According to me, it's time complexity is O(n^2 / 32) and n is 2*10^5. Then why it's not TLE? or am I calculating the time complexity wrong?

• +10

 » 7 weeks ago, # | ← Rev. 2 →   0 The code you wrote is in fact $O(\frac{n^{2}}{32})$ but apparently the operations that are being made are simple enough for compiler to somehow optimise them. I've tried to submit the same code without pragmas and it got TLE so yeah, it's a matter of compiler optimisation. Similar thing happend in the very same contest, some people submitted brute force solution in $O(n^{2})$ $n \leq 10^5$ for problem C and got accepted despite many hacking attempts.

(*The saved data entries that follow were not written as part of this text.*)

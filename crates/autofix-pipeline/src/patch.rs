//! Patch engine
//!
//! Applies exactly one remedy to a [`PipelineDocument`]. The input document
//! is never mutated: on success a new, normalized and validated document is
//! returned; on any failure the caller still holds the original.
//!
//! Check order matters and is fixed:
//! 1. unwrap the fragment to a single step (`InvalidFragment`)
//! 2. refuse protected identities and targets (`ProtectedStep`)
//! 3. refuse remedies already present (`DuplicateStep`)
//! 4. locate the modify target (`TargetNotFound`)
//! 5. splice, normalize, validate (`Validation`)

use serde::{Deserialize, Serialize};
use serde_yaml::Value;
use tracing::{debug, info};

use crate::document::{PipelineDocument, MAX_NESTING};
use crate::error::{PatchError, PatchResult};
use crate::guard::StepGuard;
use crate::policy::DocumentPolicy;
use crate::step::{kind_of, Step};

/// How a remedy step is placed
#[derive(Debug, Clone, Copy, PartialEq, Eq, Hash, Default, Serialize, Deserialize)]
#[serde(rename_all = "lowercase")]
pub enum PatchMode {
    /// Append, then reorder by phase
    #[default]
    Add,
    /// Replace the target step in place
    Modify,
}

/// One remedy to apply
#[derive(Debug, Clone, PartialEq)]
pub struct PatchRequest {
    /// Identity the fragment must carry
    pub identity: String,
    /// Step fragment, possibly wrapped in stray lists
    pub fragment: Value,
    /// Placement mode
    pub mode: PatchMode,
    /// Step replaced in modify mode (defaults to `identity`)
    pub target: Option<String>,
}

impl PatchRequest {
    /// Append a new step
    #[must_use]
    pub fn add(identity: impl Into<String>, fragment: Value) -> Self {
        Self {
            identity: identity.into(),
            fragment,
            mode: PatchMode::Add,
            target: None,
        }
    }

    /// Replace `target` with the fragment
    #[must_use]
    pub fn modify(identity: impl Into<String>, fragment: Value, target: impl Into<String>) -> Self {
        Self {
            identity: identity.into(),
            fragment,
            mode: PatchMode::Modify,
            target: Some(target.into()),
        }
    }

    /// Build a request from fragment text
    ///
    /// # Errors
    /// Returns `InvalidFragment` if the text is not YAML
    pub fn from_yaml(
        identity: impl Into<String>,
        text: &str,
        mode: PatchMode,
        target: Option<String>,
    ) -> PatchResult<Self> {
        let fragment = serde_yaml::from_str(text)
            .map_err(|e| PatchError::invalid_fragment(format!("fragment is not yaml: {e}")))?;
        Ok(Self {
            identity: identity.into(),
            fragment,
            mode,
            target,
        })
    }

    /// Identity of the step this request replaces or adds
    #[inline]
    #[must_use]
    pub fn target_identity(&self) -> &str {
        self.target.as_deref().unwrap_or(&self.identity)
    }
}

/// Reduce a fragment to exactly one step
///
/// Singleton lists are unwrapped up to [`MAX_NESTING`] levels. An empty list
/// or a list with several siblings at any level is rejected rather than
/// guessed at.
///
/// # Errors
/// Returns `InvalidFragment` if the fragment does not reduce to one
/// well-formed step
pub fn unwrap_fragment(fragment: &Value) -> PatchResult<Step> {
    let mut current = fragment;
    for depth in 0..=MAX_NESTING {
        match current {
            Value::Sequence(items) => match items.as_slice() {
                [single] => {
                    debug!("unwrapping singleton fragment list at depth {}", depth);
                    current = single;
                }
                [] => return Err(PatchError::invalid_fragment("fragment is an empty list")),
                many => {
                    return Err(PatchError::invalid_fragment(format!(
                        "fragment holds {} sibling steps",
                        many.len()
                    )))
                }
            },
            Value::Mapping(_) => return Ok(Step::from_value(current)?),
            other => {
                return Err(PatchError::invalid_fragment(format!(
                    "fragment must be a step mapping, found {}",
                    kind_of(other)
                )))
            }
        }
    }
    Err(PatchError::invalid_fragment(format!(
        "fragment nested deeper than {MAX_NESTING} lists"
    )))
}

/// Applies remedies under a document policy
#[derive(Debug, Clone, Default)]
pub struct PatchEngine {
    policy: DocumentPolicy,
}

impl PatchEngine {
    /// Create an engine for the given policy
    #[inline]
    #[must_use]
    pub fn new(policy: DocumentPolicy) -> Self {
        Self { policy }
    }

    /// Policy in force
    #[inline]
    #[must_use]
    pub fn policy(&self) -> &DocumentPolicy {
        &self.policy
    }

    /// Apply one remedy
    ///
    /// # Errors
    /// Returns the rejection reason; `document` is left as it was
    pub fn apply(
        &self,
        document: &PipelineDocument,
        request: &PatchRequest,
        guard: &dyn StepGuard,
    ) -> PatchResult<PipelineDocument> {
        let step = unwrap_fragment(&request.fragment)?;
        let identity = step.identity().to_string();
        if identity != request.identity {
            return Err(PatchError::invalid_fragment(format!(
                "fragment identity `{identity}` does not match `{}`",
                request.identity
            )));
        }

        if guard.is_protected(&identity) {
            return Err(PatchError::ProtectedStep(identity));
        }
        let target = request.target_identity();
        if request.mode == PatchMode::Modify && guard.is_protected(target) {
            return Err(PatchError::ProtectedStep(target.to_string()));
        }

        let mut patched = document.clone();
        match request.mode {
            PatchMode::Add => {
                if document.contains(&identity) {
                    return Err(PatchError::DuplicateStep(identity));
                }
                patched.push_step(step);
            }
            PatchMode::Modify => {
                if document.step(&identity) == Some(&step) {
                    return Err(PatchError::DuplicateStep(identity));
                }
                let Some(index) = document.position(target) else {
                    return Err(PatchError::TargetNotFound(target.to_string()));
                };
                if identity != target && document.contains(&identity) {
                    return Err(PatchError::DuplicateStep(identity));
                }
                patched.replace_step(index, step);
            }
        }

        patched.normalize(&self.policy, guard);
        patched.validate(&self.policy)?;
        info!(
            "applied {:?} of step `{}` ({} steps)",
            request.mode,
            identity,
            patched.steps().len()
        );
        Ok(patched)
    }

    /// Minimal known-good document carrying over every protected step
    ///
    /// Protected steps keep the body they have in `current`; those the
    /// baseline lacks are appended and then placed by phase.
    ///
    /// # Errors
    /// Returns `Validation` if even the reset document is invalid
    pub fn reset(
        &self,
        current: Option<&PipelineDocument>,
        guard: &dyn StepGuard,
    ) -> PatchResult<PipelineDocument> {
        let mut doc = PipelineDocument::parse(self.policy.baseline_yaml(), &self.policy)?;
        if let Some(current) = current {
            for step in current.steps().iter().filter(|s| guard.is_protected(s.identity())) {
                match doc.position(step.identity()) {
                    Some(index) => doc.replace_step(index, step.clone()),
                    None => doc.push_step(step.clone()),
                }
            }
        }
        doc.normalize(&self.policy, guard);
        doc.validate(&self.policy)?;
        info!("reset document to baseline ({} steps)", doc.steps().len());
        Ok(doc)
    }
}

•  » » 7 weeks ago, # ^ |   0 Actually the pragmas are commented, with pragmas it just makes very less Change
•  » » » 7 weeks ago, # ^ |   0 Oh I didn't really see that and submitted exactly the same code and got TLE 90029372.
 » 7 weeks ago, # |   +7 I don't understand the code but I'm going to point out a very strange behaviour. Siata used C++17 to run the code. Sad_reacts_only used C++14 to run the code. I was a bit curious so I ran the code several times and observed that C++11 and C++17 gave TLE every time but C++14 gives AC every single time. Isn't this strange considering that C++17 is supposed to be faster than C++14?
•  » » 7 weeks ago, # ^ |   0 In general in Codeforces c++17 is slower than c++14 that's why i prefer c++14
•  » » » 7 weeks ago, # ^ |   0 The 64-bit version is faster than all: 90049519
•  » » » » 7 weeks ago, # ^ |   0 probably because it becomes $n^2/64$ instead of $n^2/32$
•  » » » » » 7 weeks ago, # ^ | ← Rev. 2 →   +15 No. This blog says it's still 32.